The 'hydrophobic effect' of the dissolution process of non-polar substances in water has been analysed under the light of a statistical thermodynamic molecular model. The model, based on the distinction between non-reacting and reacting systems explains the changes of the thermodynamic functions with temperature in aqueous systems. In the dissolution of non-polar substances in water, it follows from the model that the enthalpy change can be expressed as a linear function of the temperature (Delta H-app=Delta H+n(w)C(p),T-w). Experimental solubility and calorimetric data of a large number of non-polar substances nicely agree with the expected function.

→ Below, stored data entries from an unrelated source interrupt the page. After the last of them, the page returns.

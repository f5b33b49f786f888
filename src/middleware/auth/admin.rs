//! Admin gate: proves the caller holds administrative privilege.
//!
//! Bearer mode (default):
//! - `Authorization: Bearer <jwt>` verified by the token codec
//! - `is_admin == true` and a string `user_id` are required
//! - no account lookup: admin trust rests on the signed claim alone
//!
//! Basic mode (legacy):
//! - `Authorization: Basic <base64(user:pass)>` against the configured pair
//!
//! Each check is a hard stop; the first failure is the answer.

use std::{fmt, sync::Arc};

use axum::{
    Router,
    body::Body,
    extract::State,
    http::{HeaderMap, Request},
    middleware::{self, Next},
    response::Response,
};
use base64::{Engine as _, engine::general_purpose::STANDARD};

use super::error::{
    ADMIN_ACCESS_REQUIRED, AuthError, INVALID_AUTHORIZATION, INVALID_CREDENTIALS,
    INVALID_CREDENTIALS_FORMAT, INVALID_USER_ID_IN_TOKEN,
};
use super::header::{BASIC, authorization, bearer_claims, strip_scheme};
use crate::api::v1::extractors::VerifiedIdentity;
use crate::services::auth::{AdminCredentials, TokenCodec};
use crate::state::AppState;

enum Mode {
    Bearer(Arc<TokenCodec>),
    Basic(AdminCredentials),
}

pub struct AdminGate {
    mode: Mode,
    max_header_bytes: usize,
}

impl fmt::Debug for AdminGate {
    fn fmt(&self, f: &mut fmt::Formatter<'_>) -> fmt::Result {
        let mode = match self.mode {
            Mode::Bearer(_) => "bearer",
            Mode::Basic(_) => "basic",
        };
        f.debug_struct("AdminGate")
            .field("mode", &mode)
            .field("max_header_bytes", &self.max_header_bytes)
            .finish()
    }
}

impl AdminGate {
    pub fn bearer(codec: Arc<TokenCodec>, max_header_bytes: usize) -> Self {
        Self {
            mode: Mode::Bearer(codec),
            max_header_bytes,
        }
    }

    pub fn basic(credentials: AdminCredentials, max_header_bytes: usize) -> Self {
        Self {
            mode: Mode::Basic(credentials),
            max_header_bytes,
        }
    }

    /// Decide on a request from its headers alone. No I/O.
    pub fn authorize(&self, headers: &HeaderMap) -> Result<VerifiedIdentity, AuthError> {
        match &self.mode {
            Mode::Bearer(codec) => {
                let claims = bearer_claims(codec, headers, self.max_header_bytes)?;

                if !claims.is_admin() {
                    return Err(AuthError::InsufficientPrivilege(ADMIN_ACCESS_REQUIRED));
                }

                let subject = claims
                    .subject()
                    .filter(|s| !s.trim().is_empty())
                    .ok_or(AuthError::MalformedCredential(INVALID_USER_ID_IN_TOKEN))?;

                Ok(VerifiedIdentity::admin(subject))
            }
            Mode::Basic(credentials) => {
                let auth = authorization(headers, self.max_header_bytes)?;
                verify_basic(credentials, auth)
            }
        }
    }
}

fn verify_basic(credentials: &AdminCredentials, auth: &str) -> Result<VerifiedIdentity, AuthError> {
    let encoded = strip_scheme(auth, BASIC)
        .ok_or(AuthError::MalformedCredential(INVALID_AUTHORIZATION))?;

    let decoded = STANDARD
        .decode(encoded)
        .ok()
        .and_then(|bytes| String::from_utf8(bytes).ok())
        .ok_or(AuthError::MalformedCredential(INVALID_CREDENTIALS_FORMAT))?;

    let (username, password) = decoded
        .split_once(':')
        .ok_or(AuthError::MalformedCredential(INVALID_CREDENTIALS_FORMAT))?;

    if !credentials.verify(username, password) {
        return Err(AuthError::InvalidToken(INVALID_CREDENTIALS));
    }

    Ok(VerifiedIdentity::admin(credentials.username()))
}

/// Put the admin gate in front of every route of `router`.
///
/// ```ignore
/// let admin = Router::new().route("/admin/me", get(admin::me));
/// let admin = middleware::auth::admin::apply(admin, state.clone());
/// ```
pub fn apply(router: Router<AppState>, state: AppState) -> Router<AppState> {
    router.route_layer(middleware::from_fn_with_state(state, admin_middleware))
}

async fn admin_middleware(
    State(state): State<AppState>,
    mut req: Request<Body>,
    next: Next,
) -> Result<Response, AuthError> {
    let identity = match state.admin_gate.authorize(req.headers()) {
        Ok(identity) => identity,
        Err(err) => {
            tracing::warn!(
                kind = err.kind(),
                reason = err.reason(),
                path = %req.uri().path(),
                "admin gate rejected request"
            );
            return Err(err);
        }
    };

    req.extensions_mut().insert(identity);

    Ok(next.run(req).await)
}
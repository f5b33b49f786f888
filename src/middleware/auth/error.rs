//! Rejection taxonomy shared by both gates.
//!
//! Every variant is terminal and answers 401 with `{"error": "<reason>"}`.
//! The reason strings are fixed per rejection point; the variant names the
//! category for logs.

use axum::{
    Json,
    http::StatusCode,
    response::{IntoResponse, Response},
};
use thiserror::Error;

use crate::error::ErrorResponse;

pub const AUTHORIZATION_REQUIRED: &str = "header required";
pub const AUTHORIZATION_TOO_LONG: &str = "header too long";
pub const INVALID_AUTHORIZATION: &str = "invalid header";
pub const INVALID_OR_EXPIRED_TOKEN: &str = "invalid or expired token";
pub const INVALID_USER_ID_IN_TOKEN: &str = "invalid user id in token";
pub const ADMIN_ACCESS_REQUIRED: &str = "admin access required";
pub const INVALID_CREDENTIALS_FORMAT: &str = "invalid credentials format";
pub const INVALID_CREDENTIALS: &str = "invalid credentials";
pub const TELEGRAM_ID_REQUIRED: &str = "telegram id header required";
pub const TELEGRAM_ID_TOO_LONG: &str = "telegram id header too long";
pub const INVALID_IDENTIFIER: &str = "invalid identifier";
pub const ADMIN_ON_USER_ROUTE: &str = "admin accounts cannot use user routes";
pub const USER_NOT_FOUND: &str = "user not found";

#[derive(Debug, Clone, Copy, PartialEq, Eq, Error)]
pub enum AuthError {
    /// No credential header at all (or an empty one).
    #[error("{0}")]
    MissingCredential(&'static str),
    /// Wrong scheme, wrong shape, oversized, or an unusable subject.
    #[error("{0}")]
    MalformedCredential(&'static str),
    /// Signature / expiry / structure failure, or legacy credential mismatch.
    #[error("{0}")]
    InvalidToken(&'static str),
    /// Valid credential, wrong audience.
    #[error("{0}")]
    InsufficientPrivilege(&'static str),
    /// Valid credential, no matching account.
    #[error("{0}")]
    AccountNotFound(&'static str),
}

impl AuthError {
    pub fn invalid_token() -> Self {
        Self::InvalidToken(INVALID_OR_EXPIRED_TOKEN)
    }

    pub fn kind(&self) -> &'static str {
        match self {
            Self::MissingCredential(_) => "missing_credential",
            Self::MalformedCredential(_) => "malformed_credential",
            Self::InvalidToken(_) => "invalid_token",
            Self::InsufficientPrivilege(_) => "insufficient_privilege",
            Self::AccountNotFound(_) => "account_not_found",
        }
    }

    pub fn reason(&self) -> &'static str {
        match *self {
            Self::MissingCredential(r)
            | Self::MalformedCredential(r)
            | Self::InvalidToken(r)
            | Self::InsufficientPrivilege(r)
            | Self::AccountNotFound(r) => r,
        }
    }
}

impl IntoResponse for AuthError {
    fn into_response(self) -> Response {
        (
            StatusCode::UNAUTHORIZED,
            Json(ErrorResponse::new(self.reason())),
        )
            .into_response()
    }
}
//! The batch state store.
//!
//! One [`BatchEntry`] per accepted file, held in a single ordered
//! collection. Progress, output, and error live on the entry itself,
//! so index alignment across the per-item views holds by construction
//! and cannot drift.

use bytes::Bytes;
use mediabatch_common::{ConversionError, MediaKind, SourceFile};
use std::path::Path;
use tempfile::NamedTempFile;
use tracing::debug;

/// A transient on-disk preview of a source buffer.
///
/// Owned by its [`MediaItem`]; the underlying file is released exactly
/// once, when the entry is removed or the batch is replaced.
#[derive(Debug)]
pub struct PreviewHandle {
    file: NamedTempFile,
}

impl PreviewHandle {
    /// Write the source buffer to a temp file for on-screen display.
    pub fn create(data: &[u8]) -> std::io::Result<Self> {
        let file = NamedTempFile::new()?;
        std::fs::write(file.path(), data)?;
        Ok(Self { file })
    }

    /// Path to the preview file.
    pub fn path(&self) -> &Path {
        self.file.path()
    }
}

/// One accepted media file. The source buffer is never mutated or
/// discarded while the item exists in the batch.
#[derive(Debug)]
pub struct MediaItem {
    name: String,
    kind: MediaKind,
    size: u64,
    data: Bytes,
    preview: PreviewHandle,
}

impl MediaItem {
    /// Build an item from an admitted source file, creating its preview.
    /// `kind` is the batch's media kind, already checked by the gate.
    pub fn from_source(file: SourceFile, kind: MediaKind) -> std::io::Result<Self> {
        let preview = PreviewHandle::create(&file.data)?;
        Ok(Self {
            name: file.name,
            kind,
            size: file.data.len() as u64,
            data: file.data,
            preview,
        })
    }

    /// Original file name, including extension.
    pub fn name(&self) -> &str {
        &self.name
    }

    /// The file name up to the first dot, used to name exports.
    pub fn stem(&self) -> &str {
        self.name.split('.').next().unwrap_or(&self.name)
    }

    /// Media kind captured at admission.
    pub fn kind(&self) -> MediaKind {
        self.kind
    }

    /// Size in bytes captured at admission.
    pub fn size(&self) -> u64 {
        self.size
    }

    /// The original file content.
    pub fn data(&self) -> &Bytes {
        &self.data
    }

    /// The on-screen preview handle.
    pub fn preview(&self) -> &PreviewHandle {
        &self.preview
    }
}

/// A produced output buffer plus the metadata export needs.
#[derive(Debug, Clone)]
pub struct OutputArtifact {
    /// Converted content (or the original source buffer as a
    /// placeholder when conversion failed).
    pub data: Bytes,
    /// MIME type of the target format.
    pub mime: String,
    /// File extension used when exporting.
    pub extension: String,
}

/// Observable state of one entry.
#[derive(Debug, Clone, Copy, PartialEq, Eq)]
pub enum EntryStatus {
    /// Admitted, not yet attempted in the current run.
    Pending,
    /// A conversion attempt is underway.
    InProgress,
    /// Converted successfully; output available.
    Succeeded,
    /// The last attempt failed; a placeholder output is in place.
    Failed,
}

/// One file's full conversion state within a batch.
#[derive(Debug)]
pub struct BatchEntry {
    item: MediaItem,
    progress: u8,
    output: Option<OutputArtifact>,
    error: Option<ConversionError>,
}

impl BatchEntry {
    fn new(item: MediaItem) -> Self {
        Self {
            item,
            progress: 0,
            output: None,
            error: None,
        }
    }

    /// The accepted media item.
    pub fn item(&self) -> &MediaItem {
        &self.item
    }

    /// Progress of the current attempt, 0..=100.
    pub fn progress(&self) -> u8 {
        self.progress
    }

    /// The produced output, if any.
    pub fn output(&self) -> Option<&OutputArtifact> {
        self.output.as_ref()
    }

    /// The error from the last attempt, if it failed.
    pub fn error(&self) -> Option<&ConversionError> {
        self.error.as_ref()
    }

    /// Derived lifecycle state.
    pub fn status(&self) -> EntryStatus {
        if self.error.is_some() {
            EntryStatus::Failed
        } else if self.progress == 100 && self.output.is_some() {
            EntryStatus::Succeeded
        } else if self.progress > 0 {
            EntryStatus::InProgress
        } else {
            EntryStatus::Pending
        }
    }
}

/// Ordered, index-addressed collection of batch entries.
///
/// Structural edits (`replace_all`, `remove_at`, `clear`) release the
/// preview handles of the entries they discard. The per-slot mutators
/// never resize or reorder the collection.
#[derive(Debug, Default)]
pub struct Batch {
    entries: Vec<BatchEntry>,
}

impl Batch {
    /// Create an empty batch.
    pub fn new() -> Self {
        Self::default()
    }

    /// Number of entries.
    pub fn len(&self) -> usize {
        self.entries.len()
    }

    /// Whether the batch holds no entries.
    pub fn is_empty(&self) -> bool {
        self.entries.is_empty()
    }

    /// The entry at `index`, if in range.
    pub fn get(&self, index: usize) -> Option<&BatchEntry> {
        self.entries.get(index)
    }

    /// All entries in admission order.
    pub fn entries(&self) -> &[BatchEntry] {
        &self.entries
    }

    /// Discard all current entries (releasing their previews) and
    /// install a fresh set with progress 0, no outputs, no errors.
    pub fn replace_all(&mut self, items: Vec<MediaItem>) {
        self.entries = items.into_iter().map(BatchEntry::new).collect();
    }

    /// Remove all entries, releasing their previews.
    pub fn clear(&mut self) {
        self.entries.clear();
    }

    /// Remove the entry at `index`, preserving the relative order of
    /// the rest. Out-of-range indices are a silent no-op.
    pub fn remove_at(&mut self, index: usize) {
        if index >= self.entries.len() {
            debug!(index, len = self.entries.len(), "remove_at out of range, ignoring");
            return;
        }
        self.entries.remove(index);
    }

    /// Reset every entry for a fresh run: progress 0, outputs and
    /// errors cleared. Re-running overwrites previous results.
    pub fn reset_for_run(&mut self) {
        for entry in &mut self.entries {
            entry.progress = 0;
            entry.output = None;
            entry.error = None;
        }
    }

    /// Set one entry's progress. Out-of-range indices are ignored.
    pub fn set_progress(&mut self, index: usize, value: u8) {
        if let Some(entry) = self.entries.get_mut(index) {
            entry.progress = value.min(100);
        }
    }

    /// Set one entry's output buffer. Out-of-range indices are ignored.
    pub fn set_output(&mut self, index: usize, output: OutputArtifact) {
        if let Some(entry) = self.entries.get_mut(index) {
            entry.output = Some(output);
        }
    }

    /// Record one entry's error. Out-of-range indices are ignored.
    pub fn set_error(&mut self, index: usize, error: ConversionError) {
        if let Some(entry) = self.entries.get_mut(index) {
            entry.error = Some(error);
        }
    }

    /// Clear one entry's error. Out-of-range indices are ignored.
    pub fn clear_error(&mut self, index: usize) {
        if let Some(entry) = self.entries.get_mut(index) {
            entry.error = None;
        }
    }
}
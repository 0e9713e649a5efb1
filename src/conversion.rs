//! The batch conversion orchestrator.
//!
//! [`BatchConverter`] owns the batch state store and drives every
//! entry through the matching backend, strictly sequentially in index
//! order. Failure of one entry never aborts the loop; each entry is
//! attempted exactly once per run. A running flag guards against
//! re-entrant runs and against structural batch edits while a run is
//! active, so index alignment cannot be corrupted mid-loop.

use bytes::Bytes;
use mediabatch_common::{
    BatchError, ConversionConfig, ConversionError, ImageBackend, MediaKind, ProgressFn,
    SourceFile, VideoBackend,
};
use parking_lot::Mutex;
use std::sync::atomic::{AtomicBool, Ordering};
use std::sync::Arc;
use tracing::{info, warn};

use crate::batch::{Batch, MediaItem, OutputArtifact};
use crate::export;
use crate::validate::validate_submission;

/// Outcome of one batch run.
#[derive(Debug, Clone, Copy, PartialEq, Eq)]
pub struct RunReport {
    /// Entries attempted (always the full batch).
    pub attempted: usize,
    /// Entries that produced a converted output.
    pub succeeded: usize,
    /// Entries that failed and received a placeholder output.
    pub failed: usize,
}

/// Resets the running flag when the run ends, on any exit path.
struct RunGuard(Arc<AtomicBool>);

impl Drop for RunGuard {
    fn drop(&mut self) {
        self.0.store(false, Ordering::SeqCst);
    }
}

/// Accepts files into a batch and converts them under a shared config.
pub struct BatchConverter {
    batch: Arc<Mutex<Batch>>,
    running: Arc<AtomicBool>,
    image: Arc<dyn ImageBackend>,
    video: Arc<dyn VideoBackend>,
}

impl BatchConverter {
    /// Create a converter over the given backends.
    pub fn new(image: Arc<dyn ImageBackend>, video: Arc<dyn VideoBackend>) -> Self {
        Self {
            batch: Arc::new(Mutex::new(Batch::new())),
            running: Arc::new(AtomicBool::new(false)),
            image,
            video,
        }
    }

    /// Create a converter wired to the built-in backends: the `image`
    /// crate for images and the ffmpeg CLI for video.
    pub fn with_default_backends() -> Self {
        Self::new(
            Arc::new(mediabatch_av::ImageConverter::new()),
            Arc::new(mediabatch_av::FfmpegTranscoder::new()),
        )
    }

    /// Whether a run is currently in progress.
    pub fn is_running(&self) -> bool {
        self.running.load(Ordering::SeqCst)
    }

    /// Validate a submitted set and, if every file passes, replace the
    /// current batch with it. Rejecting a submission leaves the
    /// previously accepted batch untouched.
    ///
    /// # Errors
    ///
    /// - [`BatchError::RunInProgress`] while a run is active
    /// - [`BatchError::Validation`] when any file fails a rule
    /// - [`BatchError::Preview`] when a preview cannot be created
    pub fn admit(&self, kind: MediaKind, files: Vec<SourceFile>) -> Result<usize, BatchError> {
        if self.is_running() {
            return Err(BatchError::RunInProgress);
        }
        validate_submission(kind, &files)?;

        let mut items = Vec::with_capacity(files.len());
        for file in files {
            items.push(MediaItem::from_source(file, kind)?);
        }

        let count = items.len();
        self.batch.lock().replace_all(items);
        info!(count, %kind, "batch admitted");
        Ok(count)
    }

    /// Remove the entry at `index`. Out-of-range indices are a silent
    /// no-op; removal during a run is rejected.
    pub fn remove(&self, index: usize) -> Result<(), BatchError> {
        if self.is_running() {
            return Err(BatchError::RunInProgress);
        }
        self.batch.lock().remove_at(index);
        Ok(())
    }

    /// Clear the whole batch, releasing all previews.
    pub fn clear(&self) -> Result<(), BatchError> {
        if self.is_running() {
            return Err(BatchError::RunInProgress);
        }
        self.batch.lock().clear();
        Ok(())
    }

    /// Read from the batch under its lock.
    pub fn with_batch<R>(&self, f: impl FnOnce(&Batch) -> R) -> R {
        f(&self.batch.lock())
    }

    /// Per-entry progress values in index order.
    pub fn progress_snapshot(&self) -> Vec<u8> {
        self.batch
            .lock()
            .entries()
            .iter()
            .map(|e| e.progress())
            .collect()
    }

    /// Convert every entry in the batch under `config`.
    ///
    /// Entries are processed strictly sequentially in index order; the
    /// video backend is a single shared stateful resource that cannot
    /// safely service two conversions at once. On a per-entry failure
    /// the error is recorded, progress resets to 0, and the original
    /// source buffer is kept as a placeholder output so the batch
    /// stays complete for export.
    ///
    /// # Errors
    ///
    /// - [`BatchError::RunInProgress`] when a run is already active
    /// - [`BatchError::InvalidConfig`] when settings are out of range
    /// - [`BatchError::EmptyBatch`] when there is nothing to convert
    pub async fn run(&self, config: &ConversionConfig) -> Result<RunReport, BatchError> {
        config
            .validate()
            .map_err(|e| BatchError::InvalidConfig(e.to_string()))?;

        if self
            .running
            .compare_exchange(false, true, Ordering::SeqCst, Ordering::SeqCst)
            .is_err()
        {
            return Err(BatchError::RunInProgress);
        }
        let _guard = RunGuard(Arc::clone(&self.running));

        let total = {
            let mut batch = self.batch.lock();
            if batch.is_empty() {
                return Err(BatchError::EmptyBatch);
            }
            batch.reset_for_run();
            batch.len()
        };

        info!(total, kind = %config.kind(), "starting batch run");
        let mut report = RunReport {
            attempted: total,
            succeeded: 0,
            failed: 0,
        };

        for index in 0..total {
            let (name, kind, data) = {
                let batch = self.batch.lock();
                let entry = &batch.entries()[index];
                (
                    entry.item().name().to_string(),
                    entry.item().kind(),
                    entry.item().data().clone(),
                )
            };

            // Immediate "work started" floor: the image backend has no
            // incremental callback and the video backend may take a
            // moment before its first one fires.
            self.batch.lock().set_progress(index, 10);
            info!(index, %name, "converting");

            match self.convert_entry(index, kind, data.clone(), config).await {
                Ok(output) => {
                    let mut batch = self.batch.lock();
                    batch.set_output(
                        index,
                        OutputArtifact {
                            data: output,
                            mime: config.output_mime().to_string(),
                            extension: config.extension().to_string(),
                        },
                    );
                    batch.set_progress(index, 100);
                    batch.clear_error(index);
                    report.succeeded += 1;
                    info!(index, %name, "converted");
                }
                Err(e) => {
                    warn!(index, %name, "conversion failed: {}", e);
                    let mut batch = self.batch.lock();
                    batch.set_error(index, e);
                    batch.set_progress(index, 0);
                    // Keep the original buffer as a placeholder so the
                    // batch stays complete for export; the recorded
                    // error flags it as unconverted.
                    batch.set_output(
                        index,
                        OutputArtifact {
                            data,
                            mime: config.output_mime().to_string(),
                            extension: config.extension().to_string(),
                        },
                    );
                    report.failed += 1;
                }
            }
        }

        info!(
            succeeded = report.succeeded,
            failed = report.failed,
            "batch run finished"
        );
        Ok(report)
    }

    async fn convert_entry(
        &self,
        index: usize,
        kind: MediaKind,
        data: Bytes,
        config: &ConversionConfig,
    ) -> Result<Bytes, ConversionError> {
        match (config, kind) {
            (ConversionConfig::Image(c), MediaKind::Image) => self.image.convert(data, c).await,
            (ConversionConfig::Video(c), MediaKind::Video) => {
                let batch = Arc::clone(&self.batch);
                let on_progress: ProgressFn = Box::new(move |pct| {
                    batch.lock().set_progress(index, pct);
                });
                self.video.convert(data, c, on_progress).await
            }
            (config, kind) => Err(ConversionError::Unsupported(format!(
                "{} config cannot convert a {} file",
                config.kind(),
                kind
            ))),
        }
    }

    /// Export the entry at `index` into `dir` as `<stem>.<extension>`.
    pub fn export_one(
        &self,
        index: usize,
        dir: &std::path::Path,
    ) -> Result<std::path::PathBuf, mediabatch_common::ExportError> {
        export::export_one(&self.batch.lock(), index, dir)
    }

    /// Export every entry that has an output, in index order.
    pub fn export_all(
        &self,
        dir: &std::path::Path,
    ) -> Result<Vec<std::path::PathBuf>, mediabatch_common::ExportError> {
        export::export_all(&self.batch.lock(), dir)
    }
}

The specific contribution of n(w) solvent molecules depends on the size of solute and is related to destructuring (n(w)> 0) of water molecules around the solute. Then the study of 'hydrophobic effect' has been extended to the protein denaturation and micelle formation. Denaturation enthalpy either obtained by van't Hoff equation or by calorimetric determinations again depends linearly upon denaturation temperature, with denaturation enthalpy, Delta H-den, increasing with T. A portion of reaction enthalpy is absorbed by a number n(w) of water molecules (n(w)> 0) relaxed in space around the denatured moieties. In micellization, an opposite process takes place with negative number of restructured water molecules (n(w)< 0) because the hydrophobic moieties of the molecules joined by hydrophobic affinity occupy a smaller cavity.